> [Task to carry out] Somewhere below are a line with "filename src/chain.rs" and a later line with "async fn fetch(&self, address: &str, data_type: DataType)". Output exactly those lines and all lines between them.

> [Data provided]
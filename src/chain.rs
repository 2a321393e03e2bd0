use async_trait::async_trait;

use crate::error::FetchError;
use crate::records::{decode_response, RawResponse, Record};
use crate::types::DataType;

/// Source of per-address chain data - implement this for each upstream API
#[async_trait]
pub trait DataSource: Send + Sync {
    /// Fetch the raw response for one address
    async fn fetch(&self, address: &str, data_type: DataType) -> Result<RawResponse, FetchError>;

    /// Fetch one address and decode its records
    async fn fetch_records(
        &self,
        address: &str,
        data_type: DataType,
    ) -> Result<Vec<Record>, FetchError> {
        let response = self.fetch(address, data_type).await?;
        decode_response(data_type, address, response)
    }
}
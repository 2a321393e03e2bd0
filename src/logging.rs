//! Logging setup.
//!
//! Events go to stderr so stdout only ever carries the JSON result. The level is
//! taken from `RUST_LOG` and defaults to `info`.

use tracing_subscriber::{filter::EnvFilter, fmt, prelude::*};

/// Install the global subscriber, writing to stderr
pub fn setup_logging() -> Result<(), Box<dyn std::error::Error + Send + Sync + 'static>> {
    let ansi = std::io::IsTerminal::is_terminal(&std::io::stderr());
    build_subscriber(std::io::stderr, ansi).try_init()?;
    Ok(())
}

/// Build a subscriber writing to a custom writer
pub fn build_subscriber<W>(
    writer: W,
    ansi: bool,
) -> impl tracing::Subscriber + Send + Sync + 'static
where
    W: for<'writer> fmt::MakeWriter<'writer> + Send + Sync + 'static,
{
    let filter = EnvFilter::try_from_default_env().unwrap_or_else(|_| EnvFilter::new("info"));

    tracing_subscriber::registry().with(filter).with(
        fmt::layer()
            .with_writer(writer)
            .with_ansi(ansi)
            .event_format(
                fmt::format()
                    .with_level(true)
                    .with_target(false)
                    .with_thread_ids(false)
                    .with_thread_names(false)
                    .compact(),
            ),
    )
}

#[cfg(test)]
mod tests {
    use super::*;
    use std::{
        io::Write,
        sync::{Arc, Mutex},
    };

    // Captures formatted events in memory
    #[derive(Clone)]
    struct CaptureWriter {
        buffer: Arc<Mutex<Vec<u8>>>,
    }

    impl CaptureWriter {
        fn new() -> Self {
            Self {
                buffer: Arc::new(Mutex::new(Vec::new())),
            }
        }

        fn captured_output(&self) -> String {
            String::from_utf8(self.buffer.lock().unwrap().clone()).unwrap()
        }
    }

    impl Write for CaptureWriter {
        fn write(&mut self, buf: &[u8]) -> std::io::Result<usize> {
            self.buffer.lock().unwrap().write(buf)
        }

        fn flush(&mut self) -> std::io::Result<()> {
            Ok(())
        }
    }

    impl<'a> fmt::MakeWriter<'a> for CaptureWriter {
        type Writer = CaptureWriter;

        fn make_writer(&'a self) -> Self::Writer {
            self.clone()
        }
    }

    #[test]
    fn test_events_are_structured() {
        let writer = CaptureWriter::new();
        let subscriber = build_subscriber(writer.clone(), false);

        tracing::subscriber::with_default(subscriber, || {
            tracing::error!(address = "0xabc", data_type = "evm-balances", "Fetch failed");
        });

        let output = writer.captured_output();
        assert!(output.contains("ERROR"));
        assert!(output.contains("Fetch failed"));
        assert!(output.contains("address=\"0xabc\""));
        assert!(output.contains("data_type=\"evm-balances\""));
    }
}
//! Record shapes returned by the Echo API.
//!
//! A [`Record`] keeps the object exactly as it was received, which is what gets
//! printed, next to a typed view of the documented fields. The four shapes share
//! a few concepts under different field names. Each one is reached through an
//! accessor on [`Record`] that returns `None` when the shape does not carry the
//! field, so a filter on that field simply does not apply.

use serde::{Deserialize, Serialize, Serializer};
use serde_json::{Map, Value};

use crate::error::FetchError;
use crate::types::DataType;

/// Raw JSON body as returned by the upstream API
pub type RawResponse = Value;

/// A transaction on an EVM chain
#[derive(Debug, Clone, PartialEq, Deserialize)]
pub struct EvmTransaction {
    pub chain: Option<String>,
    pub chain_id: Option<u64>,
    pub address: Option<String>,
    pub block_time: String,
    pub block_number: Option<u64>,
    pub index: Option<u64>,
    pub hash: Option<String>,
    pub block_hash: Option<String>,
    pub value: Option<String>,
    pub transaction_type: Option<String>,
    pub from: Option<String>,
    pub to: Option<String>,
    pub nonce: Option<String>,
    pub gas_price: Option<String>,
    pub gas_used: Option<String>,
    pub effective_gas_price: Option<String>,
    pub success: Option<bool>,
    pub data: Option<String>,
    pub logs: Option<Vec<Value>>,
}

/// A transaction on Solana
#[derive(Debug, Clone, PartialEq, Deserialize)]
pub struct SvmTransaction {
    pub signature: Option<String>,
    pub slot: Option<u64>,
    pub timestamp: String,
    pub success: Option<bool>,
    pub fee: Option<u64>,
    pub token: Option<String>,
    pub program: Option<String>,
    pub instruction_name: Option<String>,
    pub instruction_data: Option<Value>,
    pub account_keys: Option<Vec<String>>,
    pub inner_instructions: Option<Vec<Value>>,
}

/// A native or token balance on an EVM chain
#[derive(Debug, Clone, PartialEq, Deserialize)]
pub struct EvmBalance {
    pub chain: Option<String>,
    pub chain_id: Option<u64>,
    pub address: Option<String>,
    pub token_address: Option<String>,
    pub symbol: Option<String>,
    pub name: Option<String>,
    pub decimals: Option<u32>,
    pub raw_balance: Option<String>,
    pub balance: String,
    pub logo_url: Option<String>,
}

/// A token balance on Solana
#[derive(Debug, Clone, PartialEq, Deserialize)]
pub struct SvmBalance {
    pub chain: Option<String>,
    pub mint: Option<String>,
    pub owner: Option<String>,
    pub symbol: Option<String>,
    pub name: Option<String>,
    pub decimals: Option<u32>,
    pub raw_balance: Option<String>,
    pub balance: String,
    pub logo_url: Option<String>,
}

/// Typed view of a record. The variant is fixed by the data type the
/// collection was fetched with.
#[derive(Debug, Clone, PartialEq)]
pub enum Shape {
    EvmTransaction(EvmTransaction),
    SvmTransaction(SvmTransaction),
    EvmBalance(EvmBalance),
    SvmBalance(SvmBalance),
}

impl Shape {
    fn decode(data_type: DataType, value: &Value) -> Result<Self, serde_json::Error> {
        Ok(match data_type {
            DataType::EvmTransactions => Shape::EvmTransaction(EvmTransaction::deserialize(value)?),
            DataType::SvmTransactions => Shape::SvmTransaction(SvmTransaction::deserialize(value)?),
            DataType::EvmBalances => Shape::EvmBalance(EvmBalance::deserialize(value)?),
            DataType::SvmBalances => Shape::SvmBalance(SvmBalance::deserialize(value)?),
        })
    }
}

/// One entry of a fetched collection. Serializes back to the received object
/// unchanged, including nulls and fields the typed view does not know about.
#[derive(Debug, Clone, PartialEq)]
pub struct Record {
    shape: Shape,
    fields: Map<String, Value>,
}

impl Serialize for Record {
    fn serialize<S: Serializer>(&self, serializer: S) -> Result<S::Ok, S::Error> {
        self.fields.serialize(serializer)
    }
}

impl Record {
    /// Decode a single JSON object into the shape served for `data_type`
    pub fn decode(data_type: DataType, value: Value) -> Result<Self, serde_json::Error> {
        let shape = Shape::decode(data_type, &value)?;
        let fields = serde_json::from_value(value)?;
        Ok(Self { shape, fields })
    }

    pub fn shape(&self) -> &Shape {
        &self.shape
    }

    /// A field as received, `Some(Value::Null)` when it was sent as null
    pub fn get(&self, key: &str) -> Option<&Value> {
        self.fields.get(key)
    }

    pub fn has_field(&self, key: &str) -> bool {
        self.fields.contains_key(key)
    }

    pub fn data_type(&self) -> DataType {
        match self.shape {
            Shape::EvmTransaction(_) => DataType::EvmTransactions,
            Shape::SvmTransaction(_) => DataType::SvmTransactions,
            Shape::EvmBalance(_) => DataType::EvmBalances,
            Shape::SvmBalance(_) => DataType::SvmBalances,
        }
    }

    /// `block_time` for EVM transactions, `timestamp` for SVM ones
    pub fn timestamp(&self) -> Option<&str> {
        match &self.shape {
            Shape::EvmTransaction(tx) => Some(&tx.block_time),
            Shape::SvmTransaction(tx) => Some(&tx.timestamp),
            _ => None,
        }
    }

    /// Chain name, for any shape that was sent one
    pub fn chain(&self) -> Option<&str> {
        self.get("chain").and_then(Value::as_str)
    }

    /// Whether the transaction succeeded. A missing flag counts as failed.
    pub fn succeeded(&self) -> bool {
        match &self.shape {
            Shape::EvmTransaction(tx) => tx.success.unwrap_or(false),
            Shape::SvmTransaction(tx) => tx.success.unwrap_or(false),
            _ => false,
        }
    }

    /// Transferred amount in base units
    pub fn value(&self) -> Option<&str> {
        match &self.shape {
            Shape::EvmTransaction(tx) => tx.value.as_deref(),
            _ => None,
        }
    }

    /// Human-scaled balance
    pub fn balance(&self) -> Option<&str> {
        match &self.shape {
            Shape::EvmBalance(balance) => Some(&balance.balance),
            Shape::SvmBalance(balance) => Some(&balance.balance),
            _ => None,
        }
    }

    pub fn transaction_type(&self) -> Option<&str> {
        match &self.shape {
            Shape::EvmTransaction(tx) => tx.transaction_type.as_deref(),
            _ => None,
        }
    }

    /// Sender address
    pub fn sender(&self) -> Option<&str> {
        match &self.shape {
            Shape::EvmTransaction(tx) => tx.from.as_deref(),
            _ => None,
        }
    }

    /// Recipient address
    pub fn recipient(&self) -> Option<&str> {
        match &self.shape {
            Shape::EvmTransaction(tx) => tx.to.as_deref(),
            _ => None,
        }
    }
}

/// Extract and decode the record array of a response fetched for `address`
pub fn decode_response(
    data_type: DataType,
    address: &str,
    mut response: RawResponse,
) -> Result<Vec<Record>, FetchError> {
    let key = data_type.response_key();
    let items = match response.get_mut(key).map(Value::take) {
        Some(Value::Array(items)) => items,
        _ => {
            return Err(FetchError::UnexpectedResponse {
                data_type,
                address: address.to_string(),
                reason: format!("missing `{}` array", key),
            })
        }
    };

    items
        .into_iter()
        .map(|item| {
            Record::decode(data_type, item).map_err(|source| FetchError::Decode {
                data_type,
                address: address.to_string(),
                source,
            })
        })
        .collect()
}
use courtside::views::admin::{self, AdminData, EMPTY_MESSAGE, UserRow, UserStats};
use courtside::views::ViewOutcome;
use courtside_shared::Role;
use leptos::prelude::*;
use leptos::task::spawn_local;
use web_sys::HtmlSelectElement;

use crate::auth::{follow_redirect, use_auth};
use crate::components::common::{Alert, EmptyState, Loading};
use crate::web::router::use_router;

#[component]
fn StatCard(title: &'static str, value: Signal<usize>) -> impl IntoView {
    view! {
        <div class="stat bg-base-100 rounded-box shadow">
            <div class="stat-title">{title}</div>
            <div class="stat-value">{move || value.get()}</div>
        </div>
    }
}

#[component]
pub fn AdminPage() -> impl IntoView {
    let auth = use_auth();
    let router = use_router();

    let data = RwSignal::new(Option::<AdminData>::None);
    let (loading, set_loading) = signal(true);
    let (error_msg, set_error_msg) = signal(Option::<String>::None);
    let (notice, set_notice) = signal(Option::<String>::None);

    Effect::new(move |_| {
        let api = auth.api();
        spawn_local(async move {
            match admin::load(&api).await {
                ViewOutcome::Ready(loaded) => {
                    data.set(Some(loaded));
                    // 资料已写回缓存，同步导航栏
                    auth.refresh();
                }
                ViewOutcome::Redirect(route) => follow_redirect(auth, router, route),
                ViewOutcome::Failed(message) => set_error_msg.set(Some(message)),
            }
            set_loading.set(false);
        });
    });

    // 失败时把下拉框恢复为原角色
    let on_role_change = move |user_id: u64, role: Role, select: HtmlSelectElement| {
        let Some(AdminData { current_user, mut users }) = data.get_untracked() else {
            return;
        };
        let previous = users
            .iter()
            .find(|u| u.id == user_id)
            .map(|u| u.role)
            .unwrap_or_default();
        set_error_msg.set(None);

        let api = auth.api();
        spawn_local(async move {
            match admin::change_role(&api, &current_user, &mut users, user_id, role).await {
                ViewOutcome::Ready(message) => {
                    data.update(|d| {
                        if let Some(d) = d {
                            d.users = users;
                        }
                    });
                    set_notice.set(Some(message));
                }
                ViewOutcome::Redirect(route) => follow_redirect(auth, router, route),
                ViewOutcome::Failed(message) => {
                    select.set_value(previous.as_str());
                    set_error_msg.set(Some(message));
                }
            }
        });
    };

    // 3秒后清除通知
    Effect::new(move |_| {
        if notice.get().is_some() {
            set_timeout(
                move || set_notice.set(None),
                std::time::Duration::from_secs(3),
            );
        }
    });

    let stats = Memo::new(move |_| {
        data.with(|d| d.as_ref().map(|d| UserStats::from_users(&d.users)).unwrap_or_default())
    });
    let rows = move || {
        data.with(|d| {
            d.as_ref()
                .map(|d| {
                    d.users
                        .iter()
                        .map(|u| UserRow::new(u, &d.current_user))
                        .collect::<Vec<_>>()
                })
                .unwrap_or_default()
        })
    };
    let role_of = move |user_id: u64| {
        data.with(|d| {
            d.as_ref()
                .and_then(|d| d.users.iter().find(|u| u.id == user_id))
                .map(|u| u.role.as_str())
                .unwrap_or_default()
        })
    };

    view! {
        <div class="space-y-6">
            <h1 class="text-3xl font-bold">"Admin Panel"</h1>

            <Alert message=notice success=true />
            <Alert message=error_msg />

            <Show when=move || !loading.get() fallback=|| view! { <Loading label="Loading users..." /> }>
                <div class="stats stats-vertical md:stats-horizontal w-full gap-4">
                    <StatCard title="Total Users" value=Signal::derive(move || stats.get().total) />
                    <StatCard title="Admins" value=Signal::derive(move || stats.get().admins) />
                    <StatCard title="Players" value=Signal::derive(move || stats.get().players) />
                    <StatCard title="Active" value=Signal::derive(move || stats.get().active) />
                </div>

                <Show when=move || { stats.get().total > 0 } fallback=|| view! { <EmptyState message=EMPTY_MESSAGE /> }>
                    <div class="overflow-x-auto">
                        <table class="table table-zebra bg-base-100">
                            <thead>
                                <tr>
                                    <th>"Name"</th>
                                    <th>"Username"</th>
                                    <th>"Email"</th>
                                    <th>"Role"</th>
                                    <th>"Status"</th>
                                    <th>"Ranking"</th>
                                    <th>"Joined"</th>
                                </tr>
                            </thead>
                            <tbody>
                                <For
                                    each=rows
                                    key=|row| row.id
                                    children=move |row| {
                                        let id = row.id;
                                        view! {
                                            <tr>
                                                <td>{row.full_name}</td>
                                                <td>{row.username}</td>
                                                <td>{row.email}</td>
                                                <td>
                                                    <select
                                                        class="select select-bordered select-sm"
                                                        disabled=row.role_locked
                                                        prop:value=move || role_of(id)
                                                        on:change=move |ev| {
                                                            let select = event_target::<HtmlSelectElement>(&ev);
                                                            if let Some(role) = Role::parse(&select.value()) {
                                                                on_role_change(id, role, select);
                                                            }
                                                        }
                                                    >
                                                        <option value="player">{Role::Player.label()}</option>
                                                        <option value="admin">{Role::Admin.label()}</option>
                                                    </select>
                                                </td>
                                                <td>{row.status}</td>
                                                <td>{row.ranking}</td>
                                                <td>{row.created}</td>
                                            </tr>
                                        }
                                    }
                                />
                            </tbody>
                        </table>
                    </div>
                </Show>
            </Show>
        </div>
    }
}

--

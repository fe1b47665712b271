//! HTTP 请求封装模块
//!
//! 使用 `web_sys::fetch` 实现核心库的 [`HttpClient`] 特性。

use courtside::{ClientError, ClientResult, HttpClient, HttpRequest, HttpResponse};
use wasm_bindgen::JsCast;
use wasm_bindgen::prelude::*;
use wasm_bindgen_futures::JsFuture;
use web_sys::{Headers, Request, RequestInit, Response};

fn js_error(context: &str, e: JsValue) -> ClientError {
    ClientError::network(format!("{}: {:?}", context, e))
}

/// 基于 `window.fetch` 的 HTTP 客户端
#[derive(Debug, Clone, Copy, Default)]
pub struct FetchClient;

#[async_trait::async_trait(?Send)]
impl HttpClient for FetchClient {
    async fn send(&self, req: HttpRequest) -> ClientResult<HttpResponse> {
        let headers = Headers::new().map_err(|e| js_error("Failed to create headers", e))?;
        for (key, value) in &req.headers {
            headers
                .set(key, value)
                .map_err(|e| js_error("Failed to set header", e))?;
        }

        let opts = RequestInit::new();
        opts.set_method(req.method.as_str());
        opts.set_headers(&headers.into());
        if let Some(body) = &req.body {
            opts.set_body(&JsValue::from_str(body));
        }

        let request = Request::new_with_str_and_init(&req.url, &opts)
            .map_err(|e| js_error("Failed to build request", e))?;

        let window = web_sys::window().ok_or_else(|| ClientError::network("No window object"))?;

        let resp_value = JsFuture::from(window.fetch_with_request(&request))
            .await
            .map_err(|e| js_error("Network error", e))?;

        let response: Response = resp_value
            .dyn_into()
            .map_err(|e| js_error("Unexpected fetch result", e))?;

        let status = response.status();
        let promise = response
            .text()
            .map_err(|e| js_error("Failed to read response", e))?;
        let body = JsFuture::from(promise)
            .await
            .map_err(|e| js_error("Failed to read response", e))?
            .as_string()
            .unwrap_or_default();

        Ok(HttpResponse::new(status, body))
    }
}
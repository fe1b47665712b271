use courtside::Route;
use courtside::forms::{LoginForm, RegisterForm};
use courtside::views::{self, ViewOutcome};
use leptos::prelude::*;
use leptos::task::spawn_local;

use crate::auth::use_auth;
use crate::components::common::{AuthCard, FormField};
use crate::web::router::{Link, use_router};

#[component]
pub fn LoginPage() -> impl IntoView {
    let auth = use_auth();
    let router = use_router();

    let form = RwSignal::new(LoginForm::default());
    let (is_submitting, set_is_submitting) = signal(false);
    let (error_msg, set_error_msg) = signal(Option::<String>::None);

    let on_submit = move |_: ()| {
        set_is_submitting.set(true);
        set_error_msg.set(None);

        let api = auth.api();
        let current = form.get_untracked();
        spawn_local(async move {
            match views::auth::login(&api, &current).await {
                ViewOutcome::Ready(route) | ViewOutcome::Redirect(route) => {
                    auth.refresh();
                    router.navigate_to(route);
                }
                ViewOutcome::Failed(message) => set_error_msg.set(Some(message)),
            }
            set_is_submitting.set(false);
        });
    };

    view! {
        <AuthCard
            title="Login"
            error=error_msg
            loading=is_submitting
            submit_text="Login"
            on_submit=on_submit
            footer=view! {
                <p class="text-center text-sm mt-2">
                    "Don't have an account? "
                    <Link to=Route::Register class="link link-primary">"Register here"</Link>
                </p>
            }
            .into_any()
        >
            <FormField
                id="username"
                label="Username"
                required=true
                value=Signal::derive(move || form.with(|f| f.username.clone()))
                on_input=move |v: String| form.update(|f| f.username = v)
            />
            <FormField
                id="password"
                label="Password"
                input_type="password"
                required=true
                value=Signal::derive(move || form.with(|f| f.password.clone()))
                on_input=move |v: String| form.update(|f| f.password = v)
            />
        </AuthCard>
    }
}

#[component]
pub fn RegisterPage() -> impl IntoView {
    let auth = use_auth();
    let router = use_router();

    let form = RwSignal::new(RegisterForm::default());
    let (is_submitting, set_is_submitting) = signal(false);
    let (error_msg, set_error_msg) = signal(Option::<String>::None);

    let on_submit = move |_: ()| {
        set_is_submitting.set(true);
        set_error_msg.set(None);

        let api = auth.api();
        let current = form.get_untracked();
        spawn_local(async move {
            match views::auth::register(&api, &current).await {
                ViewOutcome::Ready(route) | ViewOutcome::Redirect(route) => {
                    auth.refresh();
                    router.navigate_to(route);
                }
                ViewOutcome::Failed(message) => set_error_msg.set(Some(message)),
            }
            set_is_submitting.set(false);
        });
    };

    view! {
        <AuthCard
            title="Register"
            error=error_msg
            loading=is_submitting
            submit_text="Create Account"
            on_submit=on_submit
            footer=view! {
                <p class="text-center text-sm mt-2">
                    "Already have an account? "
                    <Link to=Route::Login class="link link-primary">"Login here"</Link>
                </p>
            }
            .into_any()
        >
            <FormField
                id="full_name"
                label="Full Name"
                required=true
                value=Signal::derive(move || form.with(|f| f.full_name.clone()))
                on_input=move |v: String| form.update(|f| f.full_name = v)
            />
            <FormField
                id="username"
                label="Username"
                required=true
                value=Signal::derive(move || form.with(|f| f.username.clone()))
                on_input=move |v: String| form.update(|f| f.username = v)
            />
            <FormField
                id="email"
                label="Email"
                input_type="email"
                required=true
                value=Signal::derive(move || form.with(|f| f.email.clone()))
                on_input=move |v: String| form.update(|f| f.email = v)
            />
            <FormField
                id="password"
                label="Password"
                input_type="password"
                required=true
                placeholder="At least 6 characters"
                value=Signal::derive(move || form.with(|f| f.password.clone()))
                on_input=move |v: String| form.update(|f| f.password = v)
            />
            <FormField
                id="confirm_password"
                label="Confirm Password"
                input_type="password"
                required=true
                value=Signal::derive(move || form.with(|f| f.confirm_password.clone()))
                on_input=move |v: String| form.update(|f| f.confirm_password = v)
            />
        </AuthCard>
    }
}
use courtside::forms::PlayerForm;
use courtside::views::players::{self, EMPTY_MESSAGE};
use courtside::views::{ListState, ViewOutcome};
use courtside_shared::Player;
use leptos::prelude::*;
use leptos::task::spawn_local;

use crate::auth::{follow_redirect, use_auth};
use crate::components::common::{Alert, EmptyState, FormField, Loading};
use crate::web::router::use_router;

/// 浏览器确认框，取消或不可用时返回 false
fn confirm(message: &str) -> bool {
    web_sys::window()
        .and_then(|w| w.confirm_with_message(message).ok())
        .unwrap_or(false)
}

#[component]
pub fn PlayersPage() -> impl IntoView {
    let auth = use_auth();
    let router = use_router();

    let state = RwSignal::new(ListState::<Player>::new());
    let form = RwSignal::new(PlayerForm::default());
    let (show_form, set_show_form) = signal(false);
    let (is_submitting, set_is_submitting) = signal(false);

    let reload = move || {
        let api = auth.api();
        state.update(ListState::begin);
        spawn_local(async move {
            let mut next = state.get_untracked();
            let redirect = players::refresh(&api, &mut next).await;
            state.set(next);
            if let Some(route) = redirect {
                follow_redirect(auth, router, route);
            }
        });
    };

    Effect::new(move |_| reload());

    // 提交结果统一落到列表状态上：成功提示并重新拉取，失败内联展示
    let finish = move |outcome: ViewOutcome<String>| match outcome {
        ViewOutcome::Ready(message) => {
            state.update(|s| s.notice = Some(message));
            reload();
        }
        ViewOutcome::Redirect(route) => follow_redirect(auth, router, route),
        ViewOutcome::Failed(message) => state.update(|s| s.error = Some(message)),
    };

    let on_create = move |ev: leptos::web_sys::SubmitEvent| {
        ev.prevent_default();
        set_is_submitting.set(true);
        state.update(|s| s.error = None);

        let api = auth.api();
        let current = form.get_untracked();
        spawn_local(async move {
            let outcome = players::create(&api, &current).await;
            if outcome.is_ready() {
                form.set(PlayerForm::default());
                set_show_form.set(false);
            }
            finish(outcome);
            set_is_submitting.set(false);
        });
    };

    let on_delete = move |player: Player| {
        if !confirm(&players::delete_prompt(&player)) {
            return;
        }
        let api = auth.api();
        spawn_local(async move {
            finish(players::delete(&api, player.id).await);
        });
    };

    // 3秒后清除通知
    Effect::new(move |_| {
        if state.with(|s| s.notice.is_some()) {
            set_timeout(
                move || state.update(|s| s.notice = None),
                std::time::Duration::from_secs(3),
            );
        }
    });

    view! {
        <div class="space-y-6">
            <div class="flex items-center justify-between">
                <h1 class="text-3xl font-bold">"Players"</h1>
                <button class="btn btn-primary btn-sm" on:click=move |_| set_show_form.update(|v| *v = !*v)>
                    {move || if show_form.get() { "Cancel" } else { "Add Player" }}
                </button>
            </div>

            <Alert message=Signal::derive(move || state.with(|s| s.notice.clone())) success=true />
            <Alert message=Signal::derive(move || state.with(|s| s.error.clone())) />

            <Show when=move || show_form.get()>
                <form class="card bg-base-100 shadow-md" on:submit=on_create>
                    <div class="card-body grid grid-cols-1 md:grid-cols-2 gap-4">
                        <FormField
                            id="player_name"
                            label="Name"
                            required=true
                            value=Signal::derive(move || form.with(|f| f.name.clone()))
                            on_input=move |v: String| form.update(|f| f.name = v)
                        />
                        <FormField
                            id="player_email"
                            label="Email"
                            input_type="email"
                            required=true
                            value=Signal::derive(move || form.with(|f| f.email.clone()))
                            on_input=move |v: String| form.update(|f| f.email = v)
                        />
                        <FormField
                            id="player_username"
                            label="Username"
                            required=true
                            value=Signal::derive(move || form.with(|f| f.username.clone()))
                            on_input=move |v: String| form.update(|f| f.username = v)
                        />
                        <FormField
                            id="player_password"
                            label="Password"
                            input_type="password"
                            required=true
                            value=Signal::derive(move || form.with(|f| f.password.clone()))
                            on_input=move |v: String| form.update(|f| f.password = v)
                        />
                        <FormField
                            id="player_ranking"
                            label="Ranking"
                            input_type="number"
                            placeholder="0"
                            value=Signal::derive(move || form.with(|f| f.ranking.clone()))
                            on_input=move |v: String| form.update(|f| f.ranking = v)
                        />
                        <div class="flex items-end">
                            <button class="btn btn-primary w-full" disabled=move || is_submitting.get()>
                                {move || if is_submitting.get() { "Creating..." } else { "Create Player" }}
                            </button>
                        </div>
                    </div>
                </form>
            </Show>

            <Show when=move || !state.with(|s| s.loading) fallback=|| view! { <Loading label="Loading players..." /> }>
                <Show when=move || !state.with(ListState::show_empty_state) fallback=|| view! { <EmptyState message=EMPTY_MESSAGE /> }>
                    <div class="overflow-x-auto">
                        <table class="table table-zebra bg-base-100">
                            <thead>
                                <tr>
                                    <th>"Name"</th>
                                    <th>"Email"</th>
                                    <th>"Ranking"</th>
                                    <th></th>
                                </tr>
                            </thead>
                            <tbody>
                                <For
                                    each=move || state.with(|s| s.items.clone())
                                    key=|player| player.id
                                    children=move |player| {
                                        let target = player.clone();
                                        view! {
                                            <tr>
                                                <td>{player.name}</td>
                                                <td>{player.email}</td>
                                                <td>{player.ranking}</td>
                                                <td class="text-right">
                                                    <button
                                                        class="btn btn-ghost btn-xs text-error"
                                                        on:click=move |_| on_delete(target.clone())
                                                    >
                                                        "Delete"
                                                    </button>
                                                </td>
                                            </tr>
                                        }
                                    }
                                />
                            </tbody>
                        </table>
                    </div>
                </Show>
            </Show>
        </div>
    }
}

> [Answer]
filename src/chain.rs
repository 2a321393e03e2bd0
use async_trait::async_trait;

use crate::error::FetchError;
use crate::records::{decode_response, RawResponse, Record};
use crate::types::DataType;

/// Source of per-address chain data - implement this for each upstream API
#[async_trait]
pub trait DataSource: Send + Sync {
    /// Fetch the raw response for one address
    async fn fetch(&self, address: &str, data_type: DataType) -> Result<RawResponse, FetchError>;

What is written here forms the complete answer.